Late Precambrian sequences record a continuing decline of stromatolites both in size and diversity. But the late Precambrian is also marked by an important event, namely the rise of calcified cyanobacteria which, in collaboration with bacteria, played an important role in the development of mud-mounds.

The earliest Cambrian sequences show a rapid evolution of carbonate buildups ranging from small decimetric bioherms built by microbes, to decametric bioherms 90 m thick or more incorporating archaeocyaths and calcimicrobes. By Atdabanian times true reefs and incipient stromatactoid mud-mounds were already forming. After a long interval, mud-mounds reappeared in mid-Ordovician times.

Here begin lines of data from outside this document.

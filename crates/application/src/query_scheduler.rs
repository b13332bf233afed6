use std::collections::HashMap;
use std::sync::Arc;
use std::time::Duration;

use domain::dns::entity::{DnsAnswer, RecordKind};
use ports::secondary::metrics_port::MetricsPort;
use ports::secondary::upstream_resolver_port::UpstreamResolverPort;
use tokio::sync::mpsc;
use tokio::time::Instant;
use tokio_stream::StreamExt;
use tokio_util::sync::CancellationToken;
use tokio_util::time::delay_queue::{DelayQueue, Key};

/// Per-query timeout for upstream DNS requests.
const DNS_QUERY_TIMEOUT: Duration = Duration::from_secs(10);
/// Capacity of the due-name channel feeding the worker pool.
const DUE_CHANNEL_CAPACITY: usize = 64;

/// Consumer of proactive query results. Implemented by the FQDN policy
/// service, which merges the answers with no waiting packet attached.
pub trait QueryResultSink: Send + Sync {
    fn on_resolved(&self, fqdn: &str, answers: Vec<DnsAnswer>);
}

#[derive(Debug, Clone)]
pub struct QuerySchedulerConfig {
    pub workers: usize,
    pub ipv4_enabled: bool,
    pub ipv6_enabled: bool,
    /// Initial retry delay after a failed query.
    pub min_retry_delay: Duration,
    /// Upper bound for the exponential retry backoff.
    pub max_retry_delay: Duration,
}

#[derive(Debug)]
pub(crate) enum SchedulerInput {
    Schedule { fqdn: String, delay: Duration },
    Outcome { fqdn: String, failed: bool },
}

/// Handle for enqueueing names into the re-query delay queue.
///
/// Names are deduplicated: scheduling a name that is already pending
/// collapses to a single entry, keeping the earlier deadline.
#[derive(Clone)]
pub struct QueryScheduler {
    input_tx: mpsc::UnboundedSender<SchedulerInput>,
}

impl QueryScheduler {
    pub(crate) fn channel() -> (Self, mpsc::UnboundedReceiver<SchedulerInput>) {
        let (input_tx, input_rx) = mpsc::unbounded_channel();
        (Self { input_tx }, input_rx)
    }

    /// Ask for `fqdn` to be (re-)resolved after `delay`.
    pub fn schedule(&self, fqdn: String, delay: Duration) {
        if self
            .input_tx
            .send(SchedulerInput::Schedule { fqdn, delay })
            .is_err()
        {
            tracing::debug!("query scheduler stopped, dropping schedule request");
        }
    }

    fn report_outcome(&self, fqdn: String, failed: bool) {
        let _ = self.input_tx.send(SchedulerInput::Outcome { fqdn, failed });
    }
}

/// Run the delay queue and its worker pool until cancelled.
///
/// A single core task owns the queue, the name → entry dedup map, and
/// the per-name failure counters; workers receive due names over a
/// bounded channel and report outcomes back through the input channel.
pub(crate) async fn run_scheduler(
    config: QuerySchedulerConfig,
    handle: QueryScheduler,
    mut input_rx: mpsc::UnboundedReceiver<SchedulerInput>,
    resolver: Arc<dyn UpstreamResolverPort>,
    sink: Arc<dyn QueryResultSink>,
    metrics: Arc<dyn MetricsPort>,
    cancel: CancellationToken,
) {
    let mut kinds = Vec::new();
    if config.ipv4_enabled {
        kinds.push(RecordKind::A);
    }
    if config.ipv6_enabled {
        kinds.push(RecordKind::Aaaa);
    }

    let (due_tx, due_rx) = mpsc::channel::<String>(DUE_CHANNEL_CAPACITY);
    let due_rx = Arc::new(tokio::sync::Mutex::new(due_rx));
    for worker_id in 0..config.workers.max(1) {
        tokio::spawn(run_worker(
            worker_id,
            Arc::clone(&due_rx),
            Arc::clone(&resolver),
            Arc::clone(&sink),
            handle.clone(),
            Arc::clone(&metrics),
            kinds.clone(),
            cancel.clone(),
        ));
    }

    let mut queue: DelayQueue<String> = DelayQueue::new();
    let mut pending: HashMap<String, (Key, Instant)> = HashMap::new();
    let mut failures: HashMap<String, u32> = HashMap::new();

    loop {
        tokio::select! {
            () = cancel.cancelled() => break,
            input = input_rx.recv() => match input {
                Some(SchedulerInput::Schedule { fqdn, delay }) => {
                    enqueue(&mut queue, &mut pending, fqdn, delay);
                }
                Some(SchedulerInput::Outcome { fqdn, failed }) => {
                    if failed {
                        let count = failures.entry(fqdn.clone()).or_insert(0);
                        let delay =
                            backoff_delay(config.min_retry_delay, config.max_retry_delay, *count);
                        *count = count.saturating_add(1);
                        tracing::debug!(
                            fqdn = %fqdn,
                            retry_in_secs = delay.as_secs(),
                            "re-queueing failed DNS query"
                        );
                        enqueue(&mut queue, &mut pending, fqdn, delay);
                    } else {
                        failures.remove(&fqdn);
                    }
                }
                None => break,
            },
            Some(expired) = queue.next(), if !queue.is_empty() => {
                let fqdn = expired.into_inner();
                pending.remove(&fqdn);
                if due_tx.send(fqdn).await.is_err() {
                    break;
                }
            }
        }
    }
    tracing::debug!("query scheduler stopped");
}
use thiserror::Error;

/// Failures while digging a DNS message out of a raw L2 frame.
///
/// Every variant means "this is not a DNS response we can act on";
/// the interceptor releases such packets unchanged.
#[derive(Debug, Error)]
pub enum PacketParseError {
    #[error("truncated frame: need at least {need} bytes, got {got}")]
    Truncated { need: usize, got: usize },

    #[error("unsupported ethertype {0:#06x}")]
    UnsupportedEtherType(u16),

    #[error("unsupported IP protocol {0}")]
    UnsupportedProtocol(u8),

    #[error("invalid IP header: {0}")]
    InvalidIpHeader(String),

    #[error("invalid TCP header: {0}")]
    InvalidTcpHeader(String),

    #[error("non-initial IP fragment")]
    IpFragment,

    #[error("TCP payload too short for a DNS length prefix: {0} bytes")]
    MissingDnsLength(usize),
}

Mud-mounds are made predominantly of massive carbonate mudstones and wackestones; however, they incorporate various metazoans and algae. The lime mud, which is generally very pure, was consolidated by cyanobacterial filaments and had a viscoplastic behaviour susceptible to slumps and injections. Many carbonate mud-mounds were essentially microbial in nature and included phototrophic and heterotrophic bacteria which degraded sponges and mucilages. Iron bacteria may have intervened in some cases. Traces of microbial life are present and show calcified filaments, moulds or casts of filaments, peloids, traces of unicells, and particular microbial fabrics. Preservation is highly variable. Fossil cyanobacterial filaments had an extensive bathymetric range, from surficial to deep or very deep waters. This parallels observations in the Recent period. Mud-mounds are not necessarily monolithic buildups but may show facies changes during their development. These are generally related to shallowing-up events, although deepening-up events also occurred. The rise and development of mud-mounds and reefs coincided in part with the decline of stromatolites. However, their increasing size through the Phanerozoic, together with persistent small buildups, does not accord with the idea that the decline of the stromatolites was related to decreasing sea-water saturation and cropping by metazoans. These processes should also have affected mud-mounds because many of them were built by bacteria and cyanobacteria. The presence of biofilms enabled metazoan debris and skeletons to colonize and contribute to carbonate sedimentation. Biotic traffic and regular disappearance of biofilms accounts for the absence of widespread lamination in mud-mounds (except for clay seams, superposition of platy skeleton etc.) and the absence of significant bioturbation. Mud-mounds also harboured cavity-dwelling stromatolites (or endostromatolites; Monty 1982b) living in fractures.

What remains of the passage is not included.